**EXERCISE:** The answer consists of one number: how many lines of the data below include the string "tokio".

(Dataset entries)
——————

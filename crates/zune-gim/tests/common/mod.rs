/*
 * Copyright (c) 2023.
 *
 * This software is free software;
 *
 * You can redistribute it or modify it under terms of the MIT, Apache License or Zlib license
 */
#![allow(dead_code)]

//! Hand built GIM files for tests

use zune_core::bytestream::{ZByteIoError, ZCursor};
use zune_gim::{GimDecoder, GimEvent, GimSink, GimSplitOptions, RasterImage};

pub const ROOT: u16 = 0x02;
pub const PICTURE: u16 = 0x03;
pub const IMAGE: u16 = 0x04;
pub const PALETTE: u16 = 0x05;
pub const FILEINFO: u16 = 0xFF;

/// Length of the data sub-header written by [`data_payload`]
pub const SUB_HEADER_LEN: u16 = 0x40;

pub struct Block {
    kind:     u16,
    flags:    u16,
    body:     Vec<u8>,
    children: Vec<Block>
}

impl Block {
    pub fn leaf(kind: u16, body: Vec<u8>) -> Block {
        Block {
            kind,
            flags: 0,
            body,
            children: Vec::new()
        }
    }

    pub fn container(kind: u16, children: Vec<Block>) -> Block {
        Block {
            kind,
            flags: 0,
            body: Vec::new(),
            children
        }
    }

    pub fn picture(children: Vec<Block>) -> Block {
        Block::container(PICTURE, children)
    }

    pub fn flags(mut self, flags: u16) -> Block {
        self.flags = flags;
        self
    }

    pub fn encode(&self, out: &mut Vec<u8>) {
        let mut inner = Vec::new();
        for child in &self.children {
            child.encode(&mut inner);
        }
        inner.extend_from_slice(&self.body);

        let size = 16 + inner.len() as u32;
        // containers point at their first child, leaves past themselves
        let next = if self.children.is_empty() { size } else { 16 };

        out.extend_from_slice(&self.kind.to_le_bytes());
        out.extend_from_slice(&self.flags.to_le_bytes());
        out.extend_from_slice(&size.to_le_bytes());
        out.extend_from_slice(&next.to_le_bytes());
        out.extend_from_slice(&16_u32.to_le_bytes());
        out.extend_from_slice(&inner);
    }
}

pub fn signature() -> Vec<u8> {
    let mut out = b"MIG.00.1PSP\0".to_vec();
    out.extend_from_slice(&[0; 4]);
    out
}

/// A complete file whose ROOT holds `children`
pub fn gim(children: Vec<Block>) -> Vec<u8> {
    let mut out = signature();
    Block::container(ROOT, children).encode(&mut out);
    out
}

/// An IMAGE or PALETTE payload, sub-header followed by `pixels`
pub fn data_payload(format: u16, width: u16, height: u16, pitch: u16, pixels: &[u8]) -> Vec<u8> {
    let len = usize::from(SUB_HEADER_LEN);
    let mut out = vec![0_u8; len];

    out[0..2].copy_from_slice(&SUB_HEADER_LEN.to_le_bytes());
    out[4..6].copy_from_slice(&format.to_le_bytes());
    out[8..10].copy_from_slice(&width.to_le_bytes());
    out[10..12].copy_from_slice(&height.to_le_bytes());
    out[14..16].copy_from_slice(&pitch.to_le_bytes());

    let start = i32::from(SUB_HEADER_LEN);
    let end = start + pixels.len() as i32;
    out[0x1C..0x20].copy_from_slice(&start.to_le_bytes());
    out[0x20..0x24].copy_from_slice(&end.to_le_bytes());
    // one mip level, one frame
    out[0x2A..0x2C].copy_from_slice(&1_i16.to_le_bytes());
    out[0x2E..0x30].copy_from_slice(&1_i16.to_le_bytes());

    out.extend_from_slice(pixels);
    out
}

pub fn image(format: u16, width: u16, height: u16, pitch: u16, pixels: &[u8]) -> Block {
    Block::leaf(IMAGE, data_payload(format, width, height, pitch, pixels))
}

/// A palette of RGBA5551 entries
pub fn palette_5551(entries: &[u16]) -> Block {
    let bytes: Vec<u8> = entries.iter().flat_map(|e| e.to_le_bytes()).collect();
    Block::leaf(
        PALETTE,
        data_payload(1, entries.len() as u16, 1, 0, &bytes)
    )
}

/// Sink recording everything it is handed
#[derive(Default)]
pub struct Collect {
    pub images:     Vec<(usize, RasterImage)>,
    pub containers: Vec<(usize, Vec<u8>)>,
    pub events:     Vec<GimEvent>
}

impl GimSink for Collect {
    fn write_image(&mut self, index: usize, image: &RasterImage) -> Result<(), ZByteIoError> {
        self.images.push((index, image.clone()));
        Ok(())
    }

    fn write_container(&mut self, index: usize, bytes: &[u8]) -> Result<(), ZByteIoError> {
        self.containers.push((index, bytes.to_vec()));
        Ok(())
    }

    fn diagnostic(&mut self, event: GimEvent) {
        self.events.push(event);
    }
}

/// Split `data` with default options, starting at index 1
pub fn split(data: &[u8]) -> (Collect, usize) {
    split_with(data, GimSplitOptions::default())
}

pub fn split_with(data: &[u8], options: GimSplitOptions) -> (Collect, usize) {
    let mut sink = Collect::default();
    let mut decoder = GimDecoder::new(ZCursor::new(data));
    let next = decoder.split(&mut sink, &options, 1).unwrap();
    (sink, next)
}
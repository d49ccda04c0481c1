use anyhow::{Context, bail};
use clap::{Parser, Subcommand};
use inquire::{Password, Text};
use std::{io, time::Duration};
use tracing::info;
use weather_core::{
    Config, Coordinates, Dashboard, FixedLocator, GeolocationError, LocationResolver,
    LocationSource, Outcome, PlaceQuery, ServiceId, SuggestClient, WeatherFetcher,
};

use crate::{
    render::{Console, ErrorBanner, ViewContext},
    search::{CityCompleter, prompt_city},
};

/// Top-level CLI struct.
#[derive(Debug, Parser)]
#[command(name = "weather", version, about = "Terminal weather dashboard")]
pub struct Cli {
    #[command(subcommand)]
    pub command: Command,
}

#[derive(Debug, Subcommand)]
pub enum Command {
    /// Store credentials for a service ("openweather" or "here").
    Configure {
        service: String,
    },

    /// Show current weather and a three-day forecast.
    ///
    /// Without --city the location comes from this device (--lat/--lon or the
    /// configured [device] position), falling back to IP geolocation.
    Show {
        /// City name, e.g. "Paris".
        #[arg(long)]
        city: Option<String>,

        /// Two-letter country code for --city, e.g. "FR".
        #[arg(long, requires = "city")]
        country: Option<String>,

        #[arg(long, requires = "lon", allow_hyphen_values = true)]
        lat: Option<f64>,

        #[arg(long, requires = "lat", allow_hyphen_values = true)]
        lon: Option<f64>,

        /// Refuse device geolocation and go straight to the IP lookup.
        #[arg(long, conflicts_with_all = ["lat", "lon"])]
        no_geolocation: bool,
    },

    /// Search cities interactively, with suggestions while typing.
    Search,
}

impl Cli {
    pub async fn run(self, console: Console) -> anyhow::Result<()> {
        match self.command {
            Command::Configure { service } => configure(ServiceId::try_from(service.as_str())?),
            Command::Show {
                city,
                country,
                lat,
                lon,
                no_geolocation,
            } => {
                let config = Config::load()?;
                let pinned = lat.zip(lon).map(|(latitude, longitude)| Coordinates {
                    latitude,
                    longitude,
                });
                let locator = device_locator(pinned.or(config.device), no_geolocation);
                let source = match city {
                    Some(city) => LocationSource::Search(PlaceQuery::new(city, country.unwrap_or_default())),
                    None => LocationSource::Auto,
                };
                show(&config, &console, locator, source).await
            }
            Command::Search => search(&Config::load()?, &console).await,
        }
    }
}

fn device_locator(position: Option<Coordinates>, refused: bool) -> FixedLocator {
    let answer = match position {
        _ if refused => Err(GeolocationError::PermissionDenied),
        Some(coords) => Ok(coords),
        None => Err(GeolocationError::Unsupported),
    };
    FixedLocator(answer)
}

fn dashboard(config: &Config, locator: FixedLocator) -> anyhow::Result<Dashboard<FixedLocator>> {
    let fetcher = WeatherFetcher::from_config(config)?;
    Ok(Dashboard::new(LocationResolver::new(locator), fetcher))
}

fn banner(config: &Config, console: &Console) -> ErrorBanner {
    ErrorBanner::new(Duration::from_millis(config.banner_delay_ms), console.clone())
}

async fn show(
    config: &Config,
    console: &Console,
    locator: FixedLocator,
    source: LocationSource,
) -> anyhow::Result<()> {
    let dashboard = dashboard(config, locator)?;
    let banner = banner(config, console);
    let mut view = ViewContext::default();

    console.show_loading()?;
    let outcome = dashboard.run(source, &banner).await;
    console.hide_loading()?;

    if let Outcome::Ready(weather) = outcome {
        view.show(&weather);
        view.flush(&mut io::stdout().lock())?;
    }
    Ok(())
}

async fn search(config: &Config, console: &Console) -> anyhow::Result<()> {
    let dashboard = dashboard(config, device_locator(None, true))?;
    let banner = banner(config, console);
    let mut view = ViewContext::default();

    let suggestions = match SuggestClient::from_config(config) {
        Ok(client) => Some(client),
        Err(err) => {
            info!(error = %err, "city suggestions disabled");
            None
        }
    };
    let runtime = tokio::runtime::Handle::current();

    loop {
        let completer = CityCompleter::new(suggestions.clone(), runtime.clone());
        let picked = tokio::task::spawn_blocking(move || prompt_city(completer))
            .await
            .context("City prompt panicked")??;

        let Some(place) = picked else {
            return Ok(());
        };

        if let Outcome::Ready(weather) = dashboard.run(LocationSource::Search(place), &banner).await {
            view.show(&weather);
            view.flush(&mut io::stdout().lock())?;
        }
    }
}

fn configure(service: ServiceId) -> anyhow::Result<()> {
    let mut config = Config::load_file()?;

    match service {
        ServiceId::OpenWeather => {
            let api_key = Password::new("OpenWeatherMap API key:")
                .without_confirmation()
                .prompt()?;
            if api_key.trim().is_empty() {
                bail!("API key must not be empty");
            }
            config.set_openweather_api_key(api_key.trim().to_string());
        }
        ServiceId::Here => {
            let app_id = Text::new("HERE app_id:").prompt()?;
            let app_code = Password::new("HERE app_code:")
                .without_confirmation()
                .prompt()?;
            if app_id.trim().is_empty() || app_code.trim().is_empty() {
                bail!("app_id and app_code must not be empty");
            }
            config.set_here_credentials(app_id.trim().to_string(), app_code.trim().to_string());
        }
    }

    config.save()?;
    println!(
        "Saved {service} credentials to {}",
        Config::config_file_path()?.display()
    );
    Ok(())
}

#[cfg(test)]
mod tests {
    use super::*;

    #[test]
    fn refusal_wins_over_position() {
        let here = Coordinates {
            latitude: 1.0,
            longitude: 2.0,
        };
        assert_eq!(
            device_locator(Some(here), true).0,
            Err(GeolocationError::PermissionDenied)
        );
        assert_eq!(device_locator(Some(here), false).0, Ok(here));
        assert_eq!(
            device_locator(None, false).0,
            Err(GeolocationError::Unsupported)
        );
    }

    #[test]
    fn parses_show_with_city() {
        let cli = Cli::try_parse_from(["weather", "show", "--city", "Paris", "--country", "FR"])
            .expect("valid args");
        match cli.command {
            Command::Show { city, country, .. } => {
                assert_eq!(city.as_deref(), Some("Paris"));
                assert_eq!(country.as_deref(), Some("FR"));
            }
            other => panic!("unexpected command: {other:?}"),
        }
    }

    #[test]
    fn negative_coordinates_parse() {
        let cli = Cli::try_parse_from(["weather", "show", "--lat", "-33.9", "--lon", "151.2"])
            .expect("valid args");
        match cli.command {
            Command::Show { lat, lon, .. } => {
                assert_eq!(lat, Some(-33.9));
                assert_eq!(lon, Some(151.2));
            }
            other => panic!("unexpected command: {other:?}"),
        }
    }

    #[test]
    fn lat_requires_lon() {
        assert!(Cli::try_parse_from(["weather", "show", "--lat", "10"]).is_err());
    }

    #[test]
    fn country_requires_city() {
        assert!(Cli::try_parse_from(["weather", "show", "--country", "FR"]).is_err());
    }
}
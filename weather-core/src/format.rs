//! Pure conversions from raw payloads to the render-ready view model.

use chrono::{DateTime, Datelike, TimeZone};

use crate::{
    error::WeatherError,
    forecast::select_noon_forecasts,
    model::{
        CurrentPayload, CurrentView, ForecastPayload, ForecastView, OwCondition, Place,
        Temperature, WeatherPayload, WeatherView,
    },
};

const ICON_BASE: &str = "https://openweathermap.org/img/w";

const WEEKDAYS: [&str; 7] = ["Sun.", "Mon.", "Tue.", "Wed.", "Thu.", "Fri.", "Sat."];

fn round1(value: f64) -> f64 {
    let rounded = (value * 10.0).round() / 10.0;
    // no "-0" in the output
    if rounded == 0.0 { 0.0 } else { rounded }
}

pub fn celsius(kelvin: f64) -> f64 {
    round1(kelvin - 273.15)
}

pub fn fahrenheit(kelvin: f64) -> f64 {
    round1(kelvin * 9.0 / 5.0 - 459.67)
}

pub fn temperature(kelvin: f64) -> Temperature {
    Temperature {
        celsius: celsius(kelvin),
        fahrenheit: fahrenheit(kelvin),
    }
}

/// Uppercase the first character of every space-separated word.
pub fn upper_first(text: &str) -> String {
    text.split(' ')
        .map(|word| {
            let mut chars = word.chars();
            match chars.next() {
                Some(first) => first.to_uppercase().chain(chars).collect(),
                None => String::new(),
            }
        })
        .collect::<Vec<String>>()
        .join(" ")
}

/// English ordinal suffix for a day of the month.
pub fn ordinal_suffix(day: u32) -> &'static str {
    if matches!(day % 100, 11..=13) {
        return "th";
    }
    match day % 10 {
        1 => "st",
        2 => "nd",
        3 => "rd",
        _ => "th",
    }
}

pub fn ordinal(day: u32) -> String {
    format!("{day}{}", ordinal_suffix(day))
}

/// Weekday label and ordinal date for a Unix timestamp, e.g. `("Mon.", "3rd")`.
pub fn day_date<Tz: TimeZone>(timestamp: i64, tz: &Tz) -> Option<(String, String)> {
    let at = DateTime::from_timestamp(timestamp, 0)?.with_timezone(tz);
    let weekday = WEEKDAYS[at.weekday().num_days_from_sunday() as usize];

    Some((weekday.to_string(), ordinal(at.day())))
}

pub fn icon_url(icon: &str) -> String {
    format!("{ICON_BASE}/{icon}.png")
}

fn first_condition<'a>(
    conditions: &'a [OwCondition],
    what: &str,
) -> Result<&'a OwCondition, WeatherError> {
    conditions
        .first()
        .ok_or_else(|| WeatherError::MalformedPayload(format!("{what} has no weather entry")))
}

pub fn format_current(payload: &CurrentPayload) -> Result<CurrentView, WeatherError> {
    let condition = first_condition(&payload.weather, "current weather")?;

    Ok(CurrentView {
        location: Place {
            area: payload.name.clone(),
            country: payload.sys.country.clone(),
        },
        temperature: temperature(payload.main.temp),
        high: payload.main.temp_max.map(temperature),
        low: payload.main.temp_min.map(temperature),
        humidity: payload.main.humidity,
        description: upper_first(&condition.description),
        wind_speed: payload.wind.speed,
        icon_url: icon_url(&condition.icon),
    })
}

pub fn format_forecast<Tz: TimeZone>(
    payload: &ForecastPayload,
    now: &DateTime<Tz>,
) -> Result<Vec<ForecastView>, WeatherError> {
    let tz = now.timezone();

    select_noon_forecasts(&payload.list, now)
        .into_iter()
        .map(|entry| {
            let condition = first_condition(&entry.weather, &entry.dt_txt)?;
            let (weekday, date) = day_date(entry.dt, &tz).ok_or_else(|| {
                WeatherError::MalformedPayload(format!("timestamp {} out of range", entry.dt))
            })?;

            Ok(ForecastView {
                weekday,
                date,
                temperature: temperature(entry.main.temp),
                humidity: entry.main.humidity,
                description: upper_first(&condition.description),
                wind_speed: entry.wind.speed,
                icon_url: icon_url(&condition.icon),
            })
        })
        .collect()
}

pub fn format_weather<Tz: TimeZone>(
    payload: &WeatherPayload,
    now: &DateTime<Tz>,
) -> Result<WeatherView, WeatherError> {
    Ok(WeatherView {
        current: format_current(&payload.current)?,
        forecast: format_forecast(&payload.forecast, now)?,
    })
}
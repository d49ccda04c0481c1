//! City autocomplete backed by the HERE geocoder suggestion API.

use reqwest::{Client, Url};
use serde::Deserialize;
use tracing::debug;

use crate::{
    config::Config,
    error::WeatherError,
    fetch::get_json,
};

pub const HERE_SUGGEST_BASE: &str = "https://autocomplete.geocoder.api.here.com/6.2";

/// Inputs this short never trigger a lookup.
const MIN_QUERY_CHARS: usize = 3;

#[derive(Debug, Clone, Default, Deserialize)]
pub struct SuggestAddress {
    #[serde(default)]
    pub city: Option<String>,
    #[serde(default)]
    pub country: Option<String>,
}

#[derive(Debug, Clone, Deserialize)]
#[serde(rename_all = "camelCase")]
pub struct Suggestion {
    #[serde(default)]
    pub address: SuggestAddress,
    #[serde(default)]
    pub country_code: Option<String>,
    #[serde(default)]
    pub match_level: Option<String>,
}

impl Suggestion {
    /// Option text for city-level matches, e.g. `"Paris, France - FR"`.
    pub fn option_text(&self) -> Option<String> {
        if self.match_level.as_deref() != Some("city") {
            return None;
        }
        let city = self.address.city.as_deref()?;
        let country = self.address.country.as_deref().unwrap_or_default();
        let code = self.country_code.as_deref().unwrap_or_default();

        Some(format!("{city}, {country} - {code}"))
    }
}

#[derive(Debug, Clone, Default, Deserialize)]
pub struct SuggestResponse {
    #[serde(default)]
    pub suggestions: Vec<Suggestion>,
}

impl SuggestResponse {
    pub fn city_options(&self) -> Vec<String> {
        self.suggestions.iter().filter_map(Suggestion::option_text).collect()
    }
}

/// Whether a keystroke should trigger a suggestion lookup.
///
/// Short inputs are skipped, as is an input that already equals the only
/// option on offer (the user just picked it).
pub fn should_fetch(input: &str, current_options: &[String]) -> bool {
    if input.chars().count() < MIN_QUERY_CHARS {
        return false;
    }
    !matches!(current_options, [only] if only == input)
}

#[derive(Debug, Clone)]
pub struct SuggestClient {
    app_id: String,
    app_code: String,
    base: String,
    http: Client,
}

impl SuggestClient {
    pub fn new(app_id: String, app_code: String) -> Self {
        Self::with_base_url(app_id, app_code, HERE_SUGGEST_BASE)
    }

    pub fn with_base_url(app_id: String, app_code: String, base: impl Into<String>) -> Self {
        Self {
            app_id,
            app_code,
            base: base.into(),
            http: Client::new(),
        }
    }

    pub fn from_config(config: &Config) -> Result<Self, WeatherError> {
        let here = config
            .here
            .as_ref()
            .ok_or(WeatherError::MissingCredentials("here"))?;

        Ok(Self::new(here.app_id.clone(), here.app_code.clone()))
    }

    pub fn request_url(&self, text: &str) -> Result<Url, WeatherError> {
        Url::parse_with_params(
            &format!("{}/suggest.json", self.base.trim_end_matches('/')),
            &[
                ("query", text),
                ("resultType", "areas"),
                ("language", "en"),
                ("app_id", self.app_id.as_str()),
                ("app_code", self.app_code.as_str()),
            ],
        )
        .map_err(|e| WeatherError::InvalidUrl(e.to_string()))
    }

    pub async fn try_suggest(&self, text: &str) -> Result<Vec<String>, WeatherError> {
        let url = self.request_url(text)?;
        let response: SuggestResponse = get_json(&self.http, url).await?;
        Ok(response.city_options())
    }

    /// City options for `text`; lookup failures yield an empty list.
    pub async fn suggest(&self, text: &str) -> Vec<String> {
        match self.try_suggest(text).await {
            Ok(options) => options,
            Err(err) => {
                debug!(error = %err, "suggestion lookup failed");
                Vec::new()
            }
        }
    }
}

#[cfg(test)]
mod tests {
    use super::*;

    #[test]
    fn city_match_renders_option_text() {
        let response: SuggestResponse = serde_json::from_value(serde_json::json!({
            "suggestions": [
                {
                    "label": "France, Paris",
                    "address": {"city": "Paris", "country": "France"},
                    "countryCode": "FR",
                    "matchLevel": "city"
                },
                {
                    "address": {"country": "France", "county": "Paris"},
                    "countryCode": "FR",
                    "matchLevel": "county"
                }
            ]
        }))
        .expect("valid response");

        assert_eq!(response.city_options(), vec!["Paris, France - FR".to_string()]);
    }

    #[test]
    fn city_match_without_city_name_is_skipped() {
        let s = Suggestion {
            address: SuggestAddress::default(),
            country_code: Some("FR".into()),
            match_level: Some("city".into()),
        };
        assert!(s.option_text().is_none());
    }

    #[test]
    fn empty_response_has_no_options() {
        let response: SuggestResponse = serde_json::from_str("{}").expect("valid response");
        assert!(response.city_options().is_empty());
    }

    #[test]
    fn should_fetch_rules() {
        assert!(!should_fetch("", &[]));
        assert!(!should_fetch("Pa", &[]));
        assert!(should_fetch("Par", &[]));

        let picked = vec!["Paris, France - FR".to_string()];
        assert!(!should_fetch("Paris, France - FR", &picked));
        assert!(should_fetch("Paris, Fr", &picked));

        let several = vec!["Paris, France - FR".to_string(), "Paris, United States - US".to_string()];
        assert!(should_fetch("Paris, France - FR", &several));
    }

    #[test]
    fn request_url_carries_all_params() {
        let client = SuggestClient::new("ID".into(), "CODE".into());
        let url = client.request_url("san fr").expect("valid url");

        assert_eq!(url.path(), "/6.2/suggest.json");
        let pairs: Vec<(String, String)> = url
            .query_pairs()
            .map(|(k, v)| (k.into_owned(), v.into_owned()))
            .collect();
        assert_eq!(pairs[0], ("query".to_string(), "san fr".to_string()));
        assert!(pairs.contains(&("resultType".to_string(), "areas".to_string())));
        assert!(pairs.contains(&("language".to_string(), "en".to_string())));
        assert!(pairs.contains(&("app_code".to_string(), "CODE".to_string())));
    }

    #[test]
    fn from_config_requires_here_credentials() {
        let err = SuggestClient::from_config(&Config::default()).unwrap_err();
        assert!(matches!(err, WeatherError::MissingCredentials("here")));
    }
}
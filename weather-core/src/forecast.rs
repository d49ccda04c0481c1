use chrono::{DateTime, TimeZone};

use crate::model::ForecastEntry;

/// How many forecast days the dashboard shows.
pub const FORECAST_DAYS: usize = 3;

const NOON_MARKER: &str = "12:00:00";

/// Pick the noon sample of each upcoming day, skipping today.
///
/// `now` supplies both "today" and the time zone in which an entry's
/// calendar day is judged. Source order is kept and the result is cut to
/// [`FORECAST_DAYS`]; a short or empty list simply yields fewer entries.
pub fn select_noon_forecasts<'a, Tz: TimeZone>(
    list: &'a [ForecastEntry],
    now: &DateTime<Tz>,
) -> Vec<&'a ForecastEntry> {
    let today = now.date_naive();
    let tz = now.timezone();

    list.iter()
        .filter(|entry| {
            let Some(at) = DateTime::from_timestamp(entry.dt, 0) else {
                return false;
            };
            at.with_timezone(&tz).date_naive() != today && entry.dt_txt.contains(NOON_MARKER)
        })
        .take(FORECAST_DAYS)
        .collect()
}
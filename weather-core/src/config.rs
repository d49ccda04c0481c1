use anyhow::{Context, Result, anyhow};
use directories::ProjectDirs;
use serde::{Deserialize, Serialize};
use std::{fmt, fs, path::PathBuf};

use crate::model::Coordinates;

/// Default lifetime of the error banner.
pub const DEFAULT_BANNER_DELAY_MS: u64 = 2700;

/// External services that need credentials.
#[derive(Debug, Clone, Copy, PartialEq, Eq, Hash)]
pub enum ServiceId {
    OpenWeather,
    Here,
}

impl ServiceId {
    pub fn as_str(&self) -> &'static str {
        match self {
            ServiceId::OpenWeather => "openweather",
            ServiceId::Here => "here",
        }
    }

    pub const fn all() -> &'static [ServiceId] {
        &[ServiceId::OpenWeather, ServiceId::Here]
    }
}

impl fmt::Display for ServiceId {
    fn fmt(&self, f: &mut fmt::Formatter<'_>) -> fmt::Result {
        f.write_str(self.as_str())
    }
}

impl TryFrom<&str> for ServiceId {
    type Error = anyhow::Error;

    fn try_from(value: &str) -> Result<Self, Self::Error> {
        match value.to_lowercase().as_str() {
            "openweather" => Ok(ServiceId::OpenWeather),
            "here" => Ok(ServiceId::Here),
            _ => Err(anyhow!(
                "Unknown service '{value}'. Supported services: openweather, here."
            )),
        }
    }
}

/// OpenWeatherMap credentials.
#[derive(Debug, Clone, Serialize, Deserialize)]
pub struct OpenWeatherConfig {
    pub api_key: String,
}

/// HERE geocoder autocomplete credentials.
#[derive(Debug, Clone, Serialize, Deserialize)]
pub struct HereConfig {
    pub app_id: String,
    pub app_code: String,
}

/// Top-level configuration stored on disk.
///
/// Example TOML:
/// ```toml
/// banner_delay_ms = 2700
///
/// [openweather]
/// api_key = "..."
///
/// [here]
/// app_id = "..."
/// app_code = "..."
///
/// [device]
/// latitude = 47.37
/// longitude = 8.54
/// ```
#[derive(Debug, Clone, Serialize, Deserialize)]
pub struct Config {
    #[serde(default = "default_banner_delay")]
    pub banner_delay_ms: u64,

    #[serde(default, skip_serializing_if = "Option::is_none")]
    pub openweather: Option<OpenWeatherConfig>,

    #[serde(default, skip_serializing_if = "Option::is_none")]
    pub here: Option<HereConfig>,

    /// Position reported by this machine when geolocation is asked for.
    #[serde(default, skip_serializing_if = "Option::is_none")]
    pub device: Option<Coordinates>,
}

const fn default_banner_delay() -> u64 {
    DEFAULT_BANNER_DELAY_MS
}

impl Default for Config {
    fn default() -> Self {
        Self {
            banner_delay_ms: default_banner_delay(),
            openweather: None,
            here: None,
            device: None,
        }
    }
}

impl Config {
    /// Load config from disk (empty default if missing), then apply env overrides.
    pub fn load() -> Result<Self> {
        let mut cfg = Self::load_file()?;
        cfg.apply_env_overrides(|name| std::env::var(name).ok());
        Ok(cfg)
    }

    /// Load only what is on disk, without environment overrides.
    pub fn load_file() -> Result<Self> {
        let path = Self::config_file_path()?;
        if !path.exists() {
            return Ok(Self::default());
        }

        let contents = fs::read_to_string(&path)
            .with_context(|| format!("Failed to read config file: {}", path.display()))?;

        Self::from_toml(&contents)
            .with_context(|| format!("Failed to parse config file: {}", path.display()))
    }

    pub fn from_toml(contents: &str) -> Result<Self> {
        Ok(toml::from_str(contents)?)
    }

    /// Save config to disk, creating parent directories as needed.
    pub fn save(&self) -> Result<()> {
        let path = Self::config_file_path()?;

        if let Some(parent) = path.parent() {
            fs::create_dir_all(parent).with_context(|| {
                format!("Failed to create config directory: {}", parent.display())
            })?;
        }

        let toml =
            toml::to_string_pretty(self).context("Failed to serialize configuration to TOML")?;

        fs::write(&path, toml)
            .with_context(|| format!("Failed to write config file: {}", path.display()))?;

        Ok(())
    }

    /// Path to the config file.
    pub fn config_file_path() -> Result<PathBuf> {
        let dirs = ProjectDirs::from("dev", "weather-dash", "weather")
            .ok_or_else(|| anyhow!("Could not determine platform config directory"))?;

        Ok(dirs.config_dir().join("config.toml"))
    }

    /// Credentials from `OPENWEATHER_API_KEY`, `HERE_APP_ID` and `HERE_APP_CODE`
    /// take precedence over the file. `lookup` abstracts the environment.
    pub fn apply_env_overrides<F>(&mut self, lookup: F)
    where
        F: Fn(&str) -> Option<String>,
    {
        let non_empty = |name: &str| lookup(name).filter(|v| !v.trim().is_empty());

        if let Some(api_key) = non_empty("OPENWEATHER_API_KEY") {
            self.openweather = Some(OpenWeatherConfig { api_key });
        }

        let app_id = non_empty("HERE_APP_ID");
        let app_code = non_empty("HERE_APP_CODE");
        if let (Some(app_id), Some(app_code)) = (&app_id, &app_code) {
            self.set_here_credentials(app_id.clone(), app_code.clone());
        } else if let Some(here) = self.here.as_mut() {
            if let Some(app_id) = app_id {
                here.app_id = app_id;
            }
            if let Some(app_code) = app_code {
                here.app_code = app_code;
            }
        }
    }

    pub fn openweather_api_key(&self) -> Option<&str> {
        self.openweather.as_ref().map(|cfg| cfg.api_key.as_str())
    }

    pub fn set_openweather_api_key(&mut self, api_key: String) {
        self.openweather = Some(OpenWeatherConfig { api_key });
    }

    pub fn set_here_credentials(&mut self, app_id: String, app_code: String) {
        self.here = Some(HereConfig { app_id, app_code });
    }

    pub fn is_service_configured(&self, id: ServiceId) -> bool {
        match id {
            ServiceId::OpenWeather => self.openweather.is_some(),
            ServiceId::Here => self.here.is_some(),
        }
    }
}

——————

**SOLUTION:** 2